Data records
──────────────────────────────

//! Runtime configuration loading from environment variables and TOML files.
//!
//! All configuration values are loaded from `GG_SESSION_*` environment
//! variables with sensible defaults. Invalid values fall back to defaults
//! without crashing; out-of-range values are clamped.
//!
//! # Environment Variables
//!
//! | Variable | Default | Description |
//! |---|---|---|
//! | `GG_SESSION_MAX_LENGTH` | 2048 | Token ceiling (prompt + generated) |
//! | `GG_SESSION_SEED` | 1234 | Sampling seed |
//! | `GG_SESSION_N_CTX` | 2048 | Context window size |
//! | `GG_SESSION_N_THREADS` | 8 | Inference threads (0 = auto) |
//! | `GG_SESSION_N_THREADS_BATCH` | 8 | Prompt-batch threads (0 = auto) |
//! | `GG_SESSION_N_GPU_LAYERS` | 0 | Layers offloaded to GPU |
//! | `GG_SESSION_TOP_K` | 40 | Top-k (0 = disabled) |
//! | `GG_SESSION_TOP_P` | 0.95 | Nucleus mass |
//! | `GG_SESSION_MIN_P` | 0.05 | Min-p ratio |
//! | `GG_SESSION_TEMPERATURE` | 0.8 | Temperature (0 = greedy) |
//! | `GG_SESSION_REPEAT_PENALTY` | 1.0 | Repetition penalty (1 = off) |
//! | `GG_SESSION_PENALTY_LAST_N` | 64 | Penalty window (tokens) |
//! | `GG_SESSION_LOG_LEVEL` | info | Log filter directive |
//! | `GG_SESSION_LOG_FORMAT` | pretty | `json` or `pretty` |
//! | `GG_SESSION_LOG_FILE` | unset | Log file path (stderr when unset) |

use std::path::{Path, PathBuf};

use serde::{Deserialize, Serialize};
use thiserror::Error;

use crate::engine::config::MIN_TEMPERATURE;
use crate::engine::{SessionConfig, SessionError};
use crate::telemetry::{LogConfig, LogFormat};

/// Upper clamp for `max_length` and `n_ctx`.
const MAX_TOKENS: usize = 1_048_576;

/// Effective runtime configuration summary (serializable).
#[derive(Debug, Clone, PartialEq, Serialize)]
pub struct EffectiveConfig {
    pub max_length: usize,
    pub echo_prompt: bool,
    pub seed: u64,
    pub n_ctx: u32,
    pub n_threads: u32,
    pub n_threads_batch: u32,
    pub n_gpu_layers: u32,
    pub top_k: u32,
    pub top_p: f32,
    pub min_p: f32,
    pub temperature: f32,
    pub repeat_penalty: f32,
    pub penalty_last_n: usize,
    pub log_level: String,
    pub log_format: &'static str,
    pub log_file: Option<PathBuf>,
}

/// Everything a binary needs to start a session.
#[derive(Debug, Clone, Default, PartialEq, Serialize, Deserialize)]
#[serde(default)]
pub struct EnvConfig {
    #[serde(flatten)]
    pub session: SessionConfig,
    pub log: LogConfig,
}

/// Errors from reading a configuration file.
#[derive(Debug, Error)]
pub enum ConfigError {
    #[error("Failed to read {path}: {source}")]
    Read {
        path: PathBuf,
        #[source]
        source: std::io::Error,
    },
    #[error("Invalid TOML: {0}")]
    Parse(#[from] toml::de::Error),
    #[error(transparent)]
    Invalid(#[from] SessionError),
}

/// Parse a `usize` env var, returning `default` on missing or invalid.
fn parse_usize(key: &str, default: usize) -> usize {
    match std::env::var(key) {
        Ok(val) => val.trim().parse::<usize>().unwrap_or(default),
        Err(_) => default,
    }
}

/// Parse a `u32` env var, returning `default` on missing or invalid.
fn parse_u32(key: &str, default: u32) -> u32 {
    match std::env::var(key) {
        Ok(val) => val.trim().parse::<u32>().unwrap_or(default),
        Err(_) => default,
    }
}

/// Parse a `u64` env var, returning `default` on missing or invalid.
fn parse_u64(key: &str, default: u64) -> u64 {
    match std::env::var(key) {
        Ok(val) => val.trim().parse::<u64>().unwrap_or(default),
        Err(_) => default,
    }
}

/// Parse a finite `f32` env var, returning `default` on missing or invalid.
fn parse_f32(key: &str, default: f32) -> f32 {
    match std::env::var(key) {
        Ok(val) => val.trim().parse::<f32>().ok().filter(|v| v.is_finite()).unwrap_or(default),
        Err(_) => default,
    }
}

/// Overlay `GG_SESSION_*` values onto `base`.
fn apply_session_env(base: SessionConfig) -> SessionConfig {
    let mut cfg = base;

    let n_ctx = parse_u32("GG_SESSION_N_CTX", cfg.context.n_ctx);
    cfg.context.n_ctx = n_ctx.clamp(16, MAX_TOKENS as u32);
    let max_length = parse_usize("GG_SESSION_MAX_LENGTH", cfg.max_length);
    // max_length never exceeds the window it must fit in.
    cfg.max_length = max_length.clamp(1, cfg.context.n_ctx as usize);

    cfg.context.seed = parse_u64("GG_SESSION_SEED", cfg.context.seed);
    cfg.context.n_threads = parse_u32("GG_SESSION_N_THREADS", cfg.context.n_threads).min(256);
    cfg.context.n_threads_batch =
        parse_u32("GG_SESSION_N_THREADS_BATCH", cfg.context.n_threads_batch).min(256);
    cfg.model.n_gpu_layers = parse_u32("GG_SESSION_N_GPU_LAYERS", cfg.model.n_gpu_layers);

    let s = &mut cfg.sampling;
    s.top_k = parse_u32("GG_SESSION_TOP_K", s.top_k);
    s.top_p = parse_f32("GG_SESSION_TOP_P", s.top_p).clamp(0.01, 1.0);
    s.min_p = parse_f32("GG_SESSION_MIN_P", s.min_p).clamp(0.0, 1.0);
    s.temperature = match parse_f32("GG_SESSION_TEMPERATURE", s.temperature).clamp(0.0, 2.0) {
        t if t > 0.0 && t < MIN_TEMPERATURE => MIN_TEMPERATURE,
        t => t,
    };
    s.repeat_penalty = parse_f32("GG_SESSION_REPEAT_PENALTY", s.repeat_penalty).max(1.0);
    s.penalty_last_n = parse_usize("GG_SESSION_PENALTY_LAST_N", s.penalty_last_n);
    cfg
}

/// Overlay `GG_SESSION_LOG_*` values onto `base`.
fn apply_log_env(base: LogConfig) -> LogConfig {
    let mut log = base;
    if let Ok(level) = std::env::var("GG_SESSION_LOG_LEVEL") {
        if !level.trim().is_empty() {
            log.level = level.trim().to_string();
        }
    }
    if let Some(format) = std::env::var("GG_SESSION_LOG_FORMAT").ok().and_then(|f| LogFormat::parse(&f)) {
        log.format = format;
    }
    if let Ok(path) = std::env::var("GG_SESSION_LOG_FILE") {
        if !path.trim().is_empty() {
            log.output_path = Some(PathBuf::from(path.trim()));
        }
    }
    log
}

/// Load all configuration from environment variables.
///
/// Missing or invalid values fall back to safe defaults without panicking.
pub fn load() -> EnvConfig {
    EnvConfig::default().with_env()
}

/// Parse a TOML document. Absent keys take their defaults.
pub fn from_toml_str(text: &str) -> Result<EnvConfig, ConfigError> {
    let cfg: EnvConfig = toml::from_str(text)?;
    cfg.session.validate()?;
    Ok(cfg)
}

/// Read a TOML file, then overlay environment variables.
pub fn load_file(path: &Path) -> Result<EnvConfig, ConfigError> {
    let text = std::fs::read_to_string(path).map_err(|source| ConfigError::Read {
        path: path.to_path_buf(),
        source,
    })?;
    let cfg = from_toml_str(&text)?.with_env();
    cfg.session.validate()?;
    Ok(cfg)
}

impl EnvConfig {
    /// This configuration with `GG_SESSION_*` values applied on top.
    pub fn with_env(self) -> Self {
        Self {
            session: apply_session_env(self.session),
            log: apply_log_env(self.log),
        }
    }

    /// Return a serializable summary of all effective values.
    pub fn effective_config(&self) -> EffectiveConfig {
        let s = &self.session;
        EffectiveConfig {
            max_length: s.max_length,
            echo_prompt: s.echo_prompt,
            seed: s.context.seed,
            n_ctx: s.context.n_ctx,
            n_threads: s.context.n_threads,
            n_threads_batch: s.context.n_threads_batch,
            n_gpu_layers: s.model.n_gpu_layers,
            top_k: s.sampling.top_k,
            top_p: s.sampling.top_p,
            min_p: s.sampling.min_p,
            temperature: s.sampling.temperature,
            repeat_penalty: s.sampling.repeat_penalty,
            penalty_last_n: s.sampling.penalty_last_n,
            log_level: self.log.level.clone(),
            log_format: self.log.format.as_str(),
            log_file: self.log.output_path.clone(),
        }
    }
}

──────────────────────────────

### Work order
Wherever a line in the entries holds "without", copy that line.

### Expected answer
//! without crashing; out-of-range values are clamped.
/// Missing or invalid values fall back to safe defaults without panicking.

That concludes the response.